Claro, no podemos hablar en general porque son algunos los  que corroen el metal de la justicia y pudren la credibilidad de estas entidades.

Abogados, jueces y hasta el mismo Consejo de la Judicatura, están paralizadas viendo como los peces juegan en el rio.

De todos ellos dependen las leyes, las libertades y culpabilidades, pero a muchos les tiembla la mano antes de dar una sentencia. Sienten miedo por represalias.

Pero hay otros que sin temor alguno no hacen su trabajo porque extienden su mano para recibir compensaciones a cambio de fallar en contra de un inocente. Por ejemplo, la mora judicial es un tema que desde ya hace tiempo se viene criticando.

Eran las cinco y media de la tarde del miércoles 19 de noviembre cuando el joven Kevin Joshua Solorzano Hernandez, de 19 años, estudiante de la carrera de  Ingeniería logística, hacía tareas en el comedor de su casa. En ese momento varios hombres se asomaron a la puerta encapuchados y armados hasta los dientes, le preguntaron con quién estaba. Él dijo con su madre y mis hermanos.

Su madre Ana Betty Hernández salió y pregunto quiénes eran, qué buscaban y ellos respondieron “tenemos orden de captura para Kevin”.

Ella dijo que no se lo llevaran y les pidió que le enseñarán la orden de captura.  Nadie le enseño tal orden e irrumpieron su hogar y se lo llevaron en la paila de un carro y su madre se subió con él.

El universitario es acusado de cometer el asesinato del  ex fiscal Edwin Eguigure, hecho ocurrido el 11 de noviembre en la aldea el Chimbo, municipio de Santa Lucia.

Su abogado defensor ha mostrado pruebas contundentes, fotografías y vídeos que muestran a Kevin ingresando a la universidad con su amigo a la misma hora que le daban muerte al ex funcionario.

Vaciado de llamadas, reportes de asistencia de clases y declaraciones de autoridades universitarias fueron desestimadas por el Ministerio Publico, aduciendo que ellos tienen pruebas concretas de que Kevin es el asesino del  ex fiscal.

Pero lo que ellos tienen no es más que un retrato y el testimonio de María Auxiliadora Sierra (esposa del ex fiscal) y su hijo, una prueba pírrica para acusar a un imputado.

En cambio las pruebas que el abogado defensor del joven universitario pesan más y cualquier juzgado en cualquier lugar del mundo declararían inocente a este joven a quien le han truncado su vida tanto profesional como familiar, ¿Qué es lo que ésta encerrado en este caso?

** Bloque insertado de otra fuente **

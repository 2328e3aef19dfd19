//! In-memory `ClipStore` used by the sync core tests.

use async_trait::async_trait;
use chrono::{DateTime, Utc};
use std::collections::HashMap;
use std::sync::atomic::{AtomicBool, Ordering};
use std::sync::Mutex;

use super::store::{ClipStore, StoreError, StoredClip};

#[derive(Default)]
pub struct MemStore {
    clips: Mutex<HashMap<String, StoredClip>>,
    /// Every accepted update, in order: (id, content)
    writes: Mutex<Vec<(String, String)>>,
    fail_writes: AtomicBool,
}

impl MemStore {
    pub fn new() -> Self {
        Self::default()
    }

    pub fn seed(&self, clip: StoredClip) {
        self.clips.lock().unwrap().insert(clip.id.clone(), clip);
    }

    pub fn writes(&self) -> Vec<(String, String)> {
        self.writes.lock().unwrap().clone()
    }

    pub fn content_of(&self, id: &str) -> Option<String> {
        self.clips.lock().unwrap().get(id).map(|c| c.content.clone())
    }

    /// Simulate the store's TTL deleting a row out from under a live room
    pub fn expire(&self, id: &str) {
        self.clips.lock().unwrap().remove(id);
    }

    pub fn set_fail_writes(&self, fail: bool) {
        self.fail_writes.store(fail, Ordering::SeqCst);
    }
}

#[async_trait]
impl ClipStore for MemStore {
    async fn insert_clip(&self, clip: &StoredClip) -> Result<(), StoreError> {
        self.clips
            .lock()
            .unwrap()
            .insert(clip.id.clone(), clip.clone());
        Ok(())
    }

    async fn load_clip(&self, id: &str) -> Result<Option<StoredClip>, StoreError> {
        Ok(self.clips.lock().unwrap().get(id).cloned())
    }

    async fn clip_exists(&self, id: &str) -> Result<bool, StoreError> {
        Ok(self.clips.lock().unwrap().contains_key(id))
    }

    async fn update_content(
        &self,
        id: &str,
        content: &str,
        last_updated: DateTime<Utc>,
    ) -> Result<bool, StoreError> {
        if self.fail_writes.load(Ordering::SeqCst) {
            return Err(StoreError("simulated write failure".to_string()));
        }
        let mut clips = self.clips.lock().unwrap();
        match clips.get_mut(id) {
            Some(clip) => {
                clip.content = content.to_string();
                clip.last_updated = last_updated;
                clip.size_bytes = content.len() as i64;
                self.writes
                    .lock()
                    .unwrap()
                    .push((id.to_string(), content.to_string()));
                Ok(true)
            }
            None => Ok(false),
        }
    }

    async fn delete_expired(&self) -> Result<u64, StoreError> {
        Ok(0)
    }
}

pub fn seeded_clip(id: &str, content: &str, secret_hash: &str) -> StoredClip {
    let now = Utc::now();
    StoredClip {
        id: id.to_string(),
        content: content.to_string(),
        created_at: now,
        last_updated: now,
        creator_secret_hash: secret_hash.to_string(),
        size_bytes: content.len() as i64,
    }
}
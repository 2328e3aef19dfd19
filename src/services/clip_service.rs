use chrono::Utc;
use tracing::info;

use crate::db::store::StoredClip;
use crate::models::{
    ClipMetaResponse, ClipResponse, CreateClipResponse, EditClipResponse, SyncError,
};
use crate::services::{id_service, secret_service};
use crate::AppState;

/// Create a clip: allocate an identifier, mint the one-time creator secret
/// and persist the row. TTL starts counting from this moment and is never
/// extended.
pub async fn create_clip(
    state: &AppState,
    content: String,
) -> Result<CreateClipResponse, SyncError> {
    if content.len() > state.config.max_clip_bytes {
        return Err(SyncError::PayloadTooLarge);
    }

    let store = state.registry.store();
    let clipboard_id = id_service::allocate(store.as_ref()).await?;
    let creator_secret = secret_service::issue_secret();
    let creator_secret_hash =
        secret_service::hash_secret(&creator_secret).map_err(SyncError::Internal)?;

    let now = Utc::now();
    let clip = StoredClip {
        id: clipboard_id.clone(),
        size_bytes: content.len() as i64,
        content,
        created_at: now,
        last_updated: now,
        creator_secret_hash,
    };
    store.insert_clip(&clip).await?;

    info!("Created clip {} ({} bytes)", clipboard_id, clip.size_bytes);
    let url = format!("{}/clip/{}", state.config.frontend_base(), clipboard_id);
    Ok(CreateClipResponse {
        clipboard_id,
        creator_secret,
        url,
    })
}

/// Read a clip. An active room is authoritative for content and
/// last-updated (it runs ahead of the store by up to the debounce window).
pub async fn read_clip(state: &AppState, id: &str) -> Result<ClipResponse, SyncError> {
    if !id_service::is_valid_identifier(id) {
        return Err(SyncError::InvalidIdentifier);
    }
    let clip = state
        .registry
        .store()
        .load_clip(id)
        .await?
        .ok_or(SyncError::NotFound)?;

    let (content, last_updated) = match state.registry.room_snapshot(id).await {
        Some(live) => live,
        None => (clip.content, clip.last_updated),
    };

    Ok(ClipResponse {
        clipboard_id: clip.id,
        size_bytes: content.len() as i64,
        content,
        created_at: clip.created_at,
        last_updated,
    })
}

/// Read clip metadata without the content
pub async fn read_clip_meta(state: &AppState, id: &str) -> Result<ClipMetaResponse, SyncError> {
    let clip = read_clip(state, id).await?;
    Ok(ClipMetaResponse {
        clipboard_id: clip.clipboard_id,
        size_bytes: clip.size_bytes,
        created_at: clip.created_at,
        last_updated: clip.last_updated,
    })
}

/// Edit a clip over HTTP.
///
/// When a room is active the edit takes the same path as socket edits
/// (broadcast to viewers, debounced persistence); otherwise the secret is
/// verified against the stored hash and the write goes straight through.
pub async fn edit_clip(
    state: &AppState,
    id: &str,
    content: String,
    creator_secret: &str,
) -> Result<EditClipResponse, SyncError> {
    if !id_service::is_valid_identifier(id) {
        return Err(SyncError::InvalidIdentifier);
    }
    if content.len() > state.config.max_clip_bytes {
        return Err(SyncError::PayloadTooLarge);
    }

    if let Some(last_updated) = state
        .registry
        .edit_via_room(id, creator_secret, &content)
        .await?
    {
        return Ok(EditClipResponse {
            clipboard_id: id.to_string(),
            content,
            last_updated,
        });
    }

    let store = state.registry.store();
    let clip = store.load_clip(id).await?.ok_or(SyncError::NotFound)?;
    if !secret_service::verify_secret(creator_secret, &clip.creator_secret_hash) {
        return Err(SyncError::Unauthorized);
    }

    let now = Utc::now();
    if !store.update_content(id, &content, now).await? {
        // Expired between the load and the write
        return Err(SyncError::NotFound);
    }
    Ok(EditClipResponse {
        clipboard_id: id.to_string(),
        content,
        last_updated: now,
    })
}
use utoipa::OpenApi;
use crate::models::*;

/// Health check endpoint
#[utoipa::path(
    get,
    path = "/api/health",
    responses(
        (status = 200, description = "Service is healthy", body = HealthResponse)
    )
)]
#[allow(dead_code)]
pub async fn health_check_doc() {}

/// Create a new clip
#[utoipa::path(
    post,
    path = "/api/v1/clips",
    request_body = CreateClipRequest,
    responses(
        (status = 201, description = "Clip created, creator secret returned once", body = CreateClipResponse),
        (status = 413, description = "Content exceeds the size ceiling", body = ErrorResponse),
        (status = 503, description = "Identifier space exhausted", body = ErrorResponse)
    )
)]
#[allow(dead_code)]
pub async fn create_clip_doc() {}

/// Read a clip
#[utoipa::path(
    get,
    path = "/api/v1/clips/{id}",
    params(("id" = String, Path, description = "Clipboard identifier")),
    responses(
        (status = 200, description = "Current clip content", body = ClipResponse),
        (status = 404, description = "Clip not found or expired", body = ErrorResponse)
    )
)]
#[allow(dead_code)]
pub async fn get_clip_doc() {}

/// Read clip metadata
#[utoipa::path(
    get,
    path = "/api/v1/clips/{id}/meta",
    params(("id" = String, Path, description = "Clipboard identifier")),
    responses(
        (status = 200, description = "Clip metadata without content", body = ClipMetaResponse),
        (status = 404, description = "Clip not found or expired", body = ErrorResponse)
    )
)]
#[allow(dead_code)]
pub async fn get_clip_meta_doc() {}

/// Edit a clip
#[utoipa::path(
    post,
    path = "/api/v1/clips/{id}/edit",
    params(("id" = String, Path, description = "Clipboard identifier")),
    request_body = EditClipRequest,
    responses(
        (status = 200, description = "Edit accepted", body = EditClipResponse),
        (status = 401, description = "Creator secret missing", body = ErrorResponse),
        (status = 403, description = "Creator secret invalid", body = ErrorResponse),
        (status = 404, description = "Clip not found or expired", body = ErrorResponse),
        (status = 413, description = "Content exceeds the size ceiling", body = ErrorResponse)
    )
)]
#[allow(dead_code)]
pub async fn edit_clip_doc() {}

/// Diagnostics endpoint
#[utoipa::path(
    get,
    path = "/api/v1/diagnostics",
    responses(
        (status = 200, description = "Sync core and host statistics", body = DiagnosticsResponse)
    )
)]
#[allow(dead_code)]
pub async fn diagnostics_doc() {}

#[derive(OpenApi)]
#[openapi(
    paths(
        health_check_doc,
        create_clip_doc,
        get_clip_doc,
        get_clip_meta_doc,
        edit_clip_doc,
        diagnostics_doc,
    ),
    components(
        schemas(
            HealthResponse,
            CreateClipRequest,
            CreateClipResponse,
            ClipResponse,
            ClipMetaResponse,
            EditClipRequest,
            EditClipResponse,
            DiagnosticsResponse,
            ErrorResponse
        )
    ),
    tags(
        (name = "api", description = "Clip API endpoints")
    )
)]
pub struct ApiDoc;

Preguntas que se hacen conocedores y expertos en leyes penales y los mismos hondureños.

Han metido la pata

En tanto el Ministerio Publico se llama al silencio amparado en leyes que quienes las han creado las hacen a su conveniencia y aplicables a sus detractores.

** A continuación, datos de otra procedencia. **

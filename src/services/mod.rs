pub mod clip_service;
pub mod id_service;
pub mod secret_service;
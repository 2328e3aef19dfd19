use axum::Json;
use crate::db::dbclip;
use crate::models::HealthResponse;
use tracing::debug;

/// Health check endpoint
pub async fn health_check() -> Json<HealthResponse> {
    debug!("Health check requested");
    Json(HealthResponse {
        status: "ok".to_string(),
        message: "Server is running".to_string(),
    })
}

/// Readiness check endpoint
pub async fn ready_check() -> Json<HealthResponse> {
    debug!("Readiness check requested");
    match dbclip::get_db() {
        Some(_) => Json(HealthResponse {
            status: "ok".to_string(),
            message: "Service is ready".to_string(),
        }),
        None => Json(HealthResponse {
            status: "degraded".to_string(),
            message: "Database not initialized".to_string(),
        }),
    }
}
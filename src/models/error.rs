use serde::{Deserialize, Serialize};
use utoipa::ToSchema;

use crate::db::store::StoreError;

/// Response for an error
#[derive(Serialize, Deserialize, ToSchema)]
pub struct ErrorResponse {
    pub code: u16,
    pub status: String,
    pub error: String,
}

/// Everything the synchronization core can reject an operation with.
///
/// `Store` is the only variant that is never surfaced to a client: failed
/// writes are retried on the next debounce cycle or forced flush.
#[derive(Debug)]
pub enum SyncError {
    /// Identifier does not match the 4-5 digit format
    InvalidIdentifier,
    /// Identifier unknown or expired. The two are indistinguishable.
    NotFound,
    /// Session does not hold creator authority for the room
    Unauthorized,
    /// Session is not joined to the room the operation names
    NotInRoom,
    /// Content exceeds the size ceiling
    PayloadTooLarge,
    /// Both the narrow and the fallback identifier space collided
    AllocationExhausted,
    /// Durable store failure
    Store(StoreError),
    /// Anything else that should surface as a server fault
    Internal(String),
}

impl SyncError {
    /// Machine-checkable reason emitted in wire `error` events
    pub fn code(&self) -> &'static str {
        match self {
            SyncError::InvalidIdentifier => "invalid-identifier",
            SyncError::NotFound => "not-found",
            SyncError::Unauthorized => "unauthorized",
            SyncError::NotInRoom => "not-in-room",
            SyncError::PayloadTooLarge => "payload-too-large",
            SyncError::AllocationExhausted => "allocation-exhausted",
            SyncError::Store(_) | SyncError::Internal(_) => "internal",
        }
    }
}

impl std::fmt::Display for SyncError {
    fn fmt(&self, f: &mut std::fmt::Formatter<'_>) -> std::fmt::Result {
        match self {
            SyncError::InvalidIdentifier => write!(f, "Invalid clipboard ID format"),
            SyncError::NotFound => write!(f, "Clip not found or expired"),
            SyncError::Unauthorized => write!(f, "Only the creator can edit"),
            SyncError::NotInRoom => write!(f, "Not in this room"),
            SyncError::PayloadTooLarge => write!(f, "Content too large. Maximum size is 100KB."),
            SyncError::AllocationExhausted => write!(f, "Could not allocate a free clipboard ID"),
            SyncError::Store(e) => write!(f, "Store error: {}", e),
            SyncError::Internal(msg) => write!(f, "{}", msg),
        }
    }
}

impl std::error::Error for SyncError {}

impl From<StoreError> for SyncError {
    fn from(e: StoreError) -> Self {
        SyncError::Store(e)
    }
}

Las autoridades han metido la pata y bien metida, y prefieren arruinarle la vida a un inocente antes que aceptar su equivocación, porque saben que si dan su brazo a torcer la sociedad hondureña desconfiara más en sus autoridades.

Así como este caso hay muchos en nuestro país, personas pagando penas que no cometieron, todo por falta de investigación o pura terquedad.

No podemos seguir con lo mismo donde las autoridades lejos de proteger a la ciudadanía inventan pruebas que parecen sacados de un libro de cuentos para niños y aplicar la justicia imparcialmente a favor de grupos privilegiados.

Las autoridades deben respetar los derechos humanos, apegarse a las leyes. Estos administradores del Código Penal son los que están poniendo en irrisorio a la justicia ante la sociedad nacional e internacional. Estos son los culpables de que la paz no se disemine en nuestra querida patria. Toman la Constitución y las normas judiciales con los pies, pisoteándola, llenándolas de lodo, lodo estupefacto que salpica a gente inocente. Se les ha olvidado su juramento de decir la verdad nada más que la verdad.